Ross is brilliant but no longer aloof at Merriweather

August 29, 1991|By Milton Kent | Milton Kent,Evening Sun Staff

It was not so long ago that Diana Ross' career was practically irrelevant.

Yes, the former lead singer of the most popular American group of the last 30 years, with six solo chart toppers to boot, was well on her way to being a has-been, to becoming someone who had totally miscalculated what the public would accept from her.

But if last night's brilliant performance at Merriweather Post Pavilion is any indication, Ross has gotten the message, picked herself off the canvas and is ready to reclaim her diva status.

Actually, Ross spent most of the 100-minute show drawing on the innocence of the days of the Supremes, when a skinny teen-ager from Detroit with a wispy voice and a lot of stage presence held a nation.

Over the years, Ross, who has been savaged in a recent VTC biography as aloof and detached from both her audience and her staff, has indeed struck the pose of arrogance, both figuratively and literally, with her head thrown back and her arms spread apart, as if the world were her private domain.

But, last night, almost as if to apologize for her recent image, she seemed to embrace the relatively sparse but appreciative audience, working her way into the crowd and inviting some members onto the stage to dance with her.

The previously imperious Ross was self-deprecating, gracious and humble, attributes that even her most die-hard fans would admit weren't in her previous repertoire.

One of the other pleasant discoveries of the evening is that Ross, at age 47, and after more than 30 years in the business, is sounding terrific, hitting notes that she only dreamed of just two years ago, when she last appeared here.
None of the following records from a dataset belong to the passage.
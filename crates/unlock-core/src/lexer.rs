//! Prerequisite lexer converting free-form text into normalized tokens.
//!
//! The lexer is deliberately forgiving: any word it cannot classify is
//! dropped, so phrases such as "Prerequisite: completion of" vanish and only
//! the course codes, unit counts, keywords and brackets survive.

use std::fmt;
use std::sync::LazyLock;

use regex::Regex;
use serde::Serialize;

/// Subject area assumed for bare four-digit course numbers such as `1511`.
pub const DEFAULT_SUBJECT: &str = "COMP";

static UNIT_COUNT_RE: LazyLock<Regex> =
    LazyLock::new(|| Regex::new(r"^[0-9]{1,3}$").unwrap_or_else(|_| unreachable!()));
static BARE_NUMBER_RE: LazyLock<Regex> =
    LazyLock::new(|| Regex::new(r"^[0-9]{4}$").unwrap_or_else(|_| unreachable!()));
static COURSE_CODE_RE: LazyLock<Regex> =
    LazyLock::new(|| Regex::new(r"^[A-Z]{4}[0-9]{4}$").unwrap_or_else(|_| unreachable!()));
static SUBJECT_RE: LazyLock<Regex> =
    LazyLock::new(|| Regex::new(r"^[A-Z]{4}$").unwrap_or_else(|_| unreachable!()));

/// A normalized unit of prerequisite text.
#[derive(Debug, Clone, PartialEq, Eq, Hash, Serialize)]
#[serde(tag = "kind", content = "value", rename_all = "snake_case")]
pub enum Token {
    /// A one to three digit integer, normally a unit count.
    Number(u16),
    /// The `LEVEL` keyword.
    Level,
    /// A full course code such as `COMP1511`.
    Course(String),
    /// A bare subject area such as `COMP`.
    Subject(String),
    /// The `OR` keyword.
    Or,
    /// The `AND` keyword.
    And,
    /// The `UNITS` keyword.
    Units,
    /// An opening bracket.
    Open,
    /// A closing bracket.
    Close,
}

impl fmt::Display for Token {
    fn fmt(&self, f: &mut fmt::Formatter<'_>) -> fmt::Result {
        match self {
            Self::Number(value) => write!(f, "{value}"),
            Self::Course(code) | Self::Subject(code) => f.write_str(code),
            Self::Level => f.write_str("LEVEL"),
            Self::Or => f.write_str("OR"),
            Self::And => f.write_str("AND"),
            Self::Units => f.write_str("UNITS"),
            Self::Open => f.write_str("("),
            Self::Close => f.write_str(")"),
        }
    }
}

/// Classify a buffered word, returning `None` for noise.
///
/// The checks run in a fixed order: numbers before keywords, and bare
/// four-digit numbers before subject codes.
fn classify(word: &str) -> Option<Token> {
    if UNIT_COUNT_RE.is_match(word) {
        return word.parse().ok().map(Token::Number);
    }
    if word.eq_ignore_ascii_case("level") || word.eq_ignore_ascii_case("levels") {
        return Some(Token::Level);
    }
    if BARE_NUMBER_RE.is_match(word) {
        return Some(Token::Course(format!("{DEFAULT_SUBJECT}{word}")));
    }
    if COURSE_CODE_RE.is_match(word) {
        return Some(Token::Course(word.to_owned()));
    }
    if SUBJECT_RE.is_match(word) {
        return Some(Token::Subject(word.to_owned()));
    }
    if word.eq_ignore_ascii_case("or") {
        return Some(Token::Or);
    }
    if word.eq_ignore_ascii_case("and") {
        return Some(Token::And);
    }
    if word.eq_ignore_ascii_case("unit") || word.eq_ignore_ascii_case("units") {
        return Some(Token::Units);
    }
    None
}

/// Split prerequisite text into normalized tokens.
///
/// Words are delimited by whitespace, commas, full stops and brackets.
/// Brackets are always emitted; unrecognised words are discarded.
///
/// # Examples
/// ```
/// use unlock_core::{Token, tokenize};
///
/// let tokens = tokenize("1511 or MATH1131");
/// assert_eq!(
///     tokens,
///     vec![
///         Token::Course("COMP1511".into()),
///         Token::Or,
///         Token::Course("MATH1131".into()),
///     ]
/// );
/// ```
#[must_use]
pub fn tokenize(text: &str) -> Vec<Token> {
    let mut tokens = Vec::new();
    let mut word = String::new();

    let flush_word = |word: &mut String, tokens: &mut Vec<Token>| {
        if let Some(token) = classify(word) {
            tokens.push(token);
        }
        word.clear();
    };

    for ch in text.chars() {
        match ch {
            '(' => {
                flush_word(&mut word, &mut tokens);
                tokens.push(Token::Open);
            }
            ')' => {
                flush_word(&mut word, &mut tokens);
                tokens.push(Token::Close);
            }
            ',' | '.' => flush_word(&mut word, &mut tokens),
            c if c.is_whitespace() => flush_word(&mut word, &mut tokens),
            c => word.push(c),
        }
    }

    flush_word(&mut word, &mut tokens);
    tracing::trace!(count = tokens.len(), "tokenized prerequisite text");
    tokens
}

/// Render a token sequence as a space-joined string.
#[must_use]
pub fn render_tokens(tokens: &[Token]) -> String {
    tokens
        .iter()
        .map(ToString::to_string)
        .collect::<Vec<_>>()
        .join(" ")
}

/// Tokenize prerequisite text and render the normalized token stream.
///
/// # Examples
/// ```
/// use unlock_core::normalize;
///
/// assert_eq!(
///     normalize("Prerequisite: 1511 or a pass in MATH1131."),
///     "COMP1511 OR MATH1131"
/// );
/// ```
#[must_use]
pub fn normalize(text: &str) -> String {
    render_tokens(&tokenize(text))
}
With the help of one of the best backup bands seen in these parts this year, Ross blistered through a flawless medley of her hits with the Terrific Trio, applying just the right amount of vulnerability to "You Just Keep Me Hangin' On" to make it shine.

Her set of songs from "Lady Sings The Blues" was priceless, with particular emphasis on "The Man I Love," and the vastly underrated "Good Morning, Heartache."
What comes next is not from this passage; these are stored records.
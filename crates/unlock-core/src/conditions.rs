//! Prerequisite dataset keyed by course code.
//!
//! The dataset is a JSON object mapping each course code to its raw
//! prerequisite sentence. It is loaded once and never mutated afterwards, so
//! a shared reference can answer any number of queries concurrently.

use std::collections::BTreeMap;
use std::fs;
use std::path::Path;

use serde::{Deserialize, Serialize};

use crate::errors::{ParseError, UnlockError};
use crate::prerequisite::Prerequisite;

/// Raw prerequisite text for every known course.
#[derive(Debug, Clone, Default, PartialEq, Eq, Serialize, Deserialize)]
#[serde(transparent)]
pub struct Conditions {
    entries: BTreeMap<String, String>,
}

impl Conditions {
    /// Parse a dataset from a JSON object of course code to text.
    ///
    /// # Errors
    /// Returns [`UnlockError::Dataset`] when `json` is not an object whose
    /// values are all strings.
    ///
    /// # Examples
    /// ```
    /// use unlock_core::Conditions;
    ///
    /// let conditions = Conditions::from_json_str(r#"{"COMP1521": "COMP1511"}"#)?;
    /// assert_eq!(conditions.text("COMP1521")?, "COMP1511");
    /// # Ok::<(), unlock_core::UnlockError>(())
    /// ```
    pub fn from_json_str(json: &str) -> Result<Self, UnlockError> {
        let conditions: Self = serde_json::from_str(json)?;
        tracing::debug!(courses = conditions.len(), "loaded prerequisite conditions");
        Ok(conditions)
    }

    /// Read and parse a dataset file.
    ///
    /// # Errors
    /// Returns [`UnlockError::Io`] when the file cannot be read and
    /// [`UnlockError::Dataset`] when its contents are not a valid dataset.
    pub fn from_path(path: &Path) -> Result<Self, UnlockError> {
        let json = fs::read_to_string(path).map_err(|source| UnlockError::Io {
            path: path.to_path_buf(),
            source,
        })?;
        Self::from_json_str(&json)
    }

    /// Number of courses in the dataset.
    #[must_use]
    pub fn len(&self) -> usize {
        self.entries.len()
    }

    /// Whether the dataset holds no courses.
    #[must_use]
    pub fn is_empty(&self) -> bool {
        self.entries.is_empty()
    }

    /// Raw prerequisite text for `course`, if present.
    #[must_use]
    pub fn get(&self, course: &str) -> Option<&str> {
        self.entries.get(course).map(String::as_str)
    }

    /// Raw prerequisite text for `course`.
    ///
    /// # Errors
    /// Returns [`UnlockError::UnknownCourse`] when the course is absent.
    pub fn text(&self, course: &str) -> Result<&str, UnlockError> {
        self.get(course)
            .ok_or_else(|| UnlockError::UnknownCourse(course.to_owned()))
    }

    /// Iterate over `(course, text)` pairs in course-code order.
    pub fn iter(&self) -> impl Iterator<Item = (&str, &str)> {
        self.entries
            .iter()
            .map(|(course, text)| (course.as_str(), text.as_str()))
    }

    /// Compile the prerequisite of a single course.
    ///
    /// # Errors
    /// Returns [`UnlockError::UnknownCourse`] when the course is absent and
    /// [`UnlockError::Parse`] when its text is structurally malformed.
    pub fn prerequisite(&self, course: &str) -> Result<Prerequisite, UnlockError> {
        let text = self.text(course)?;
        Prerequisite::parse(text).map_err(|source| UnlockError::Parse {
            course: course.to_owned(),
            source,
        })
    }

    /// Decide whether `completed` satisfies the prerequisite of `target`.
    ///
    /// # Errors
    /// Returns [`UnlockError::UnknownCourse`] when `target` is not in the
    /// dataset and [`UnlockError::Parse`] when its text is malformed.
    ///
    /// # Examples
    /// ```
    /// use unlock_core::Conditions;
    ///
    /// let conditions: Conditions = [("COMP2521", "COMP1511 or DPST1091")]
    ///     .into_iter()
    ///     .collect();
    /// assert!(conditions.is_unlocked(&["DPST1091"], "COMP2521")?);
    /// assert!(!conditions.is_unlocked(&["MATH1131"], "COMP2521")?);
    /// # Ok::<(), unlock_core::UnlockError>(())
    /// ```
    pub fn is_unlocked<S: AsRef<str>>(
        &self,
        completed: &[S],
        target: &str,
    ) -> Result<bool, UnlockError> {
        let prerequisite = self.prerequisite(target)?;
        let unlocked = prerequisite.is_satisfied(completed);
        tracing::debug!(course = target, unlocked, "evaluated prerequisite");
        Ok(unlocked)
    }

    /// Compile every prerequisite in the dataset up front.
    #[must_use]
    pub fn compile(&self) -> CompiledConditions {
        let mut compiled = BTreeMap::new();
        let mut failures = BTreeMap::new();
        for (course, text) in self.iter() {
            match Prerequisite::parse(text) {
                Ok(prerequisite) => {
                    compiled.insert(course.to_owned(), prerequisite);
                }
                Err(err) => {
                    tracing::warn!(course, error = %err, "skipping malformed prerequisite");
                    failures.insert(course.to_owned(), err);
                }
            }
        }
        CompiledConditions { compiled, failures }
    }
}

impl<K, V> FromIterator<(K, V)> for Conditions
where
    K: Into<String>,
    V: Into<String>,
{
    fn from_iter<I: IntoIterator<Item = (K, V)>>(iter: I) -> Self {
        Self {
            entries: iter
                .into_iter()
                .map(|(course, text)| (course.into(), text.into()))
                .collect(),
        }
    }
}

/// Decide whether `completed` satisfies the prerequisite of `target`.
///
/// Convenience wrapper around [`Conditions::is_unlocked`].
///
/// # Errors
/// See [`Conditions::is_unlocked`].
pub fn is_unlocked<S: AsRef<str>>(
    conditions: &Conditions,
    completed: &[S],
    target: &str,
) -> Result<bool, UnlockError> {
    conditions.is_unlocked(completed, target)
}

/// Every prerequisite in a dataset, compiled once for repeated queries.
#[derive(Debug, Clone, Default)]
pub struct CompiledConditions {
    compiled: BTreeMap<String, Prerequisite>,
    failures: BTreeMap<String, ParseError>,
}

impl CompiledConditions {
    /// The compiled prerequisite of `course`.
    ///
    /// # Errors
    /// Returns [`UnlockError::Parse`] when the course's text failed to
    /// compile and [`UnlockError::UnknownCourse`] when it is absent.
    pub fn get(&self, course: &str) -> Result<&Prerequisite, UnlockError> {
        if let Some(source) = self.failures.get(course) {
            return Err(UnlockError::Parse {
                course: course.to_owned(),
                source: source.clone(),
            });
        }
        self.compiled
            .get(course)
            .ok_or_else(|| UnlockError::UnknownCourse(course.to_owned()))
    }

    /// Decide whether `completed` satisfies the prerequisite of `target`.
    ///
    /// # Errors
    /// See [`CompiledConditions::get`].
    pub fn is_unlocked<S: AsRef<str>>(
        &self,
        completed: &[S],
        target: &str,
    ) -> Result<bool, UnlockError> {
        Ok(self.get(target)?.is_satisfied(completed))
    }

    /// Courses not yet completed whose prerequisites `completed` satisfies.
    ///
    /// Courses whose text failed to compile are never reported.
    #[must_use]
    pub fn unlocked<S: AsRef<str>>(&self, completed: &[S]) -> Vec<&str> {
        self.compiled
            .iter()
            .filter(|(course, _)| !completed.iter().any(|done| done.as_ref() == course.as_str()))
            .filter(|(_, prerequisite)| prerequisite.is_satisfied(completed))
            .map(|(course, _)| course.as_str())
            .collect()
    }

    /// Courses whose prerequisite text failed to compile.
    pub fn failures(&self) -> impl Iterator<Item = (&str, &ParseError)> {
        self.failures
            .iter()
            .map(|(course, err)| (course.as_str(), err))
    }

    /// Number of successfully compiled prerequisites.
    #[must_use]
    pub fn len(&self) -> usize {
        self.compiled.len()
    }

    /// Whether no prerequisite compiled successfully.
    #[must_use]
    pub fn is_empty(&self) -> bool {
        self.compiled.is_empty()
    }
}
Alas, there were reminders of those awful days when she left the safety and security of Motown 10 years ago for the lure of being her own woman, the Boss, at RCA. But even the overly juiced "Mirror, Mirror" and the overly giddy "Why Do Fools Fall in Love" worked well.
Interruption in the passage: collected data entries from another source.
//! Command line tool answering course prerequisite questions.
//!
//! Reads a JSON dataset mapping course codes to prerequisite text and
//! reports whether a set of completed courses unlocks a course.

mod cli;
mod output;

use clap::Parser;
use tracing::debug;

use cli::Cli;
use unlock_cli::config::CliConfig;
use unlock_cli::logging::init_logging;

fn main() {
    let args = Cli::parse();

    let config = match args.build_config() {
        Ok(config) => config,
        Err(e) => {
            init_logging(&CliConfig::default());
            tracing::error!(error = %e, "invalid configuration");
            std::process::exit(2);
        }
    };
    init_logging(&config);

    debug!(
        version = env!("CARGO_PKG_VERSION"),
        conditions = %config.conditions.display(),
        "starting unlock"
    );

    if let Err(e) = args.run(&config) {
        tracing::error!(error = %format!("{e:#}"), "command failed");
        std::process::exit(1);
    }
}
//! Command dispatch for the `unlock` entrypoint.

use std::io::{self, Write};
use std::path::PathBuf;

use clap::{Args, Parser, Subcommand};
use eyre::{Context, Result};
use unlock_cli::config::{CliConfig, LogLevel};
use unlock_cli::error::CliError;
use unlock_core::{Conditions, tokenize};

use crate::output::{
    CheckReport, ExplainReport, write_check, write_courses, write_explain, write_json,
};

/// Answer course prerequisite questions from a conditions dataset.
#[derive(Parser, Debug)]
#[command(name = "unlock", version, about)]
pub(crate) struct Cli {
    /// Log level (trace, debug, info, warn, error).
    #[arg(long, global = true)]
    log_level: Option<LogLevel>,
    /// Path to the JSON conditions dataset.
    #[arg(long, global = true)]
    conditions: Option<PathBuf>,
    #[command(subcommand)]
    command: Commands,
}

/// Supported commands.
#[derive(Subcommand, Debug)]
enum Commands {
    /// Check whether completed courses unlock a target course.
    Check(CheckArgs),
    /// Show how a course's prerequisite is tokenized and compiled.
    Explain(ExplainArgs),
    /// List every course the completed courses unlock.
    Unlocked(UnlockedArgs),
}

#[derive(Args, Debug)]
struct CheckArgs {
    /// Course to check.
    target: String,
    /// Completed course codes, comma separated.
    #[arg(long, value_delimiter = ',')]
    completed: Vec<String>,
    /// Emit JSON instead of human-readable text.
    #[arg(long)]
    json: bool,
}

#[derive(Args, Debug)]
struct ExplainArgs {
    /// Course whose prerequisite should be shown.
    target: String,
    /// Emit JSON instead of human-readable text.
    #[arg(long)]
    json: bool,
}

#[derive(Args, Debug)]
struct UnlockedArgs {
    /// Completed course codes, comma separated.
    #[arg(long, value_delimiter = ',')]
    completed: Vec<String>,
    /// Emit JSON instead of human-readable text.
    #[arg(long)]
    json: bool,
}

impl Cli {
    /// Resolve configuration from the environment and command line flags.
    pub(crate) fn build_config(&self) -> Result<CliConfig, CliError> {
        let config = CliConfig::from_env()?;
        Ok(config.apply_overrides(self.log_level, self.conditions.clone()))
    }

    /// Load the dataset and run the selected command.
    pub(crate) fn run(self, config: &CliConfig) -> Result<()> {
        let conditions = Conditions::from_path(&config.conditions)
            .wrap_err("failed to load conditions dataset")?;
        let mut stdout = io::stdout();
        match self.command {
            Commands::Check(args) => handle_check(&conditions, &args, &mut stdout)?,
            Commands::Explain(args) => handle_explain(&conditions, &args, &mut stdout)?,
            Commands::Unlocked(args) => handle_unlocked(&conditions, &args, &mut stdout)?,
        }
        stdout.flush().wrap_err("failed to flush output")
    }
}

fn completed_courses(raw: &[String]) -> Vec<&str> {
    raw.iter()
        .map(|course| course.trim())
        .filter(|course| !course.is_empty())
        .collect()
}

fn handle_check(conditions: &Conditions, args: &CheckArgs, out: &mut dyn Write) -> Result<()> {
    let completed = completed_courses(&args.completed);
    let unlocked = conditions
        .is_unlocked(&completed, &args.target)
        .wrap_err_with(|| format!("failed to check {}", args.target))?;
    let report = CheckReport {
        target: &args.target,
        unlocked,
    };
    if args.json {
        write_json(out, &report)
    } else {
        write_check(out, &report)
    }
}

fn handle_explain(conditions: &Conditions, args: &ExplainArgs, out: &mut dyn Write) -> Result<()> {
    let text = conditions.text(&args.target)?;
    let tokens = tokenize(text);
    let prerequisite = conditions.prerequisite(&args.target)?;
    let report = ExplainReport {
        course: &args.target,
        text,
        tokens: &tokens,
        tree: prerequisite.root(),
    };
    if args.json {
        write_json(out, &report)
    } else {
        write_explain(out, &report)
    }
}

fn handle_unlocked(conditions: &Conditions, args: &UnlockedArgs, out: &mut dyn Write) -> Result<()> {
    let completed = completed_courses(&args.completed);
    let compiled = conditions.compile();
    let skipped = compiled.failures().count();
    if skipped > 0 {
        tracing::warn!(skipped, "some prerequisites could not be compiled");
    }
    let courses = compiled.unlocked(&completed);
    tracing::info!(count = courses.len(), "listed unlocked courses");
    if args.json {
        write_json(out, &courses)
    } else {
        write_courses(out, &courses)
    }
}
The most encouraging sign, for her fans at least, is that Ross' forthcoming album, "The Force Behind The Power," has the potential to be a monster hit.

Pulling out five new songs from the album, to be released next month, Ross showed a return to the forms that have made her one of popular music's most enduring stars.

"When You Tell Me That You Love Me" was the typical big Ross ballad, with the trademark sweeping strings and payoff on the chorus, while "Change of Heart," a saucy number on the order of "Upside Down," allowed for playfulness.

Her cover of Stevie Wonder's ballad "Blame It On The Sun," from the "Talking Book" album probably deserved better treatment than the irreverence of singing while traipsing through the audience. But she redeemed it with an enthusiastic working of the new album's title song, which Wonder also wrote.